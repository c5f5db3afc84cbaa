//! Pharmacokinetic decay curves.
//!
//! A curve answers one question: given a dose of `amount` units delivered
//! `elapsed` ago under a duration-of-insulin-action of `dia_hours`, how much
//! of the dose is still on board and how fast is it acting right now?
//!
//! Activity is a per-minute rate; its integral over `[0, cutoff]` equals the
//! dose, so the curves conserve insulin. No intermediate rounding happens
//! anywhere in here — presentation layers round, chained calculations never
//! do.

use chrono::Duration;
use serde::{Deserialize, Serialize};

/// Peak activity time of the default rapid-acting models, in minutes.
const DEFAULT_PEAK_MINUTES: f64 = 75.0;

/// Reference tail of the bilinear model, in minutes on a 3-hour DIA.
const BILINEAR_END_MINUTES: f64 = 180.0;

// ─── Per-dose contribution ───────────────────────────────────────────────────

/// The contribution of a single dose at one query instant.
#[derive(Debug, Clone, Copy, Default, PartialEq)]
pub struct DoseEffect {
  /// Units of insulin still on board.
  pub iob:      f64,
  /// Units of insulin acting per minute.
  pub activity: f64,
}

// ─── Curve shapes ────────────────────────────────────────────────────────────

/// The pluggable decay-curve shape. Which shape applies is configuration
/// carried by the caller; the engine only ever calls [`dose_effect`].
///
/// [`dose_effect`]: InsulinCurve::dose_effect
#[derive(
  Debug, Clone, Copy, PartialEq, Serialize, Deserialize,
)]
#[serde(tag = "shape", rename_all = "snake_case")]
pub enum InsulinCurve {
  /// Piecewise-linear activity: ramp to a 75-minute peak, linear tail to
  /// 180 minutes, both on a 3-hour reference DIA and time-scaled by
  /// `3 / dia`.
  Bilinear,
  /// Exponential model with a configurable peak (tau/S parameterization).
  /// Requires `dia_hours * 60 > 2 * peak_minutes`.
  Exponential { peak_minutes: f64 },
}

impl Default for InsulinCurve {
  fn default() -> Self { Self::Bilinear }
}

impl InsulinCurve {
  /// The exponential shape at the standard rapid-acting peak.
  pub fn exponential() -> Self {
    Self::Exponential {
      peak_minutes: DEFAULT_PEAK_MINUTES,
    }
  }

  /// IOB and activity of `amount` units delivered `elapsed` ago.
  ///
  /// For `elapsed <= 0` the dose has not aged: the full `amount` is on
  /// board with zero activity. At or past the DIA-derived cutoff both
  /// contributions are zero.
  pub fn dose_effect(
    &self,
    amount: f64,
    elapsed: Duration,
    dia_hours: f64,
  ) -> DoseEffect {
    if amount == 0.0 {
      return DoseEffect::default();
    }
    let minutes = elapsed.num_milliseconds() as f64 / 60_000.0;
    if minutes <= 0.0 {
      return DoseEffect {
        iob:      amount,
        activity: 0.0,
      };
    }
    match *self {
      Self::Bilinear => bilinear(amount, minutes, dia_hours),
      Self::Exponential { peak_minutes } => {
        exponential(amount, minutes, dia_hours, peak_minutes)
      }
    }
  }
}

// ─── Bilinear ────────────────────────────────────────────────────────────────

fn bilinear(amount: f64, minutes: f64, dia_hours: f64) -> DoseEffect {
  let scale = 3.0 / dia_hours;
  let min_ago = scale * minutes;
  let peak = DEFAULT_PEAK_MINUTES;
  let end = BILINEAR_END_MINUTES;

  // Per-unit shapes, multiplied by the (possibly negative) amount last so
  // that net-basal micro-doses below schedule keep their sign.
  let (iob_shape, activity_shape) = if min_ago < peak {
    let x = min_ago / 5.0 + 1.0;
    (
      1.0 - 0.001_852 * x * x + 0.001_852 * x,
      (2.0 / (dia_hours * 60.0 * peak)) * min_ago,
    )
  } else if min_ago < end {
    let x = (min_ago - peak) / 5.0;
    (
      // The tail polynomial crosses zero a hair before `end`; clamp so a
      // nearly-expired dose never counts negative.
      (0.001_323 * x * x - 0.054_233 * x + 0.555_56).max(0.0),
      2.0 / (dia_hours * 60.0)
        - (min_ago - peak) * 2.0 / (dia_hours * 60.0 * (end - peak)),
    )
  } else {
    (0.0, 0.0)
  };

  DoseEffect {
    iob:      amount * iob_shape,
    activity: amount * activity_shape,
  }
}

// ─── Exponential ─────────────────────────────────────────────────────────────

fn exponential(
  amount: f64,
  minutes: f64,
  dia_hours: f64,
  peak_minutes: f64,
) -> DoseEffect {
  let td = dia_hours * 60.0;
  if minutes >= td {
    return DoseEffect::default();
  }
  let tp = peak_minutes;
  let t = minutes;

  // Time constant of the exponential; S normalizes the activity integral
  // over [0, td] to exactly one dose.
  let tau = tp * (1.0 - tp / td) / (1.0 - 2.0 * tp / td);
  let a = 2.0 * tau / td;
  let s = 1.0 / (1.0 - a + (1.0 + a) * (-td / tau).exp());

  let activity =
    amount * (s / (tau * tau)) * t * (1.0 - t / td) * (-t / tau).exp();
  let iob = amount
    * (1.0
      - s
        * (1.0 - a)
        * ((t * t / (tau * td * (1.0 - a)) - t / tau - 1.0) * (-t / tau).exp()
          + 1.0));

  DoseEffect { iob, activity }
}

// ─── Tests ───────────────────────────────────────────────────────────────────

################

**What the task asks:**
Copy each line of the records above that carries the word "tail".

**Completed task:**
/// Reference tail of the bilinear model, in minutes on a 3-hour DIA.
  /// Piecewise-linear activity: ramp to a 75-minute peak, linear tail to
      // The tail polynomial crosses zero a hair before `end`; clamp so a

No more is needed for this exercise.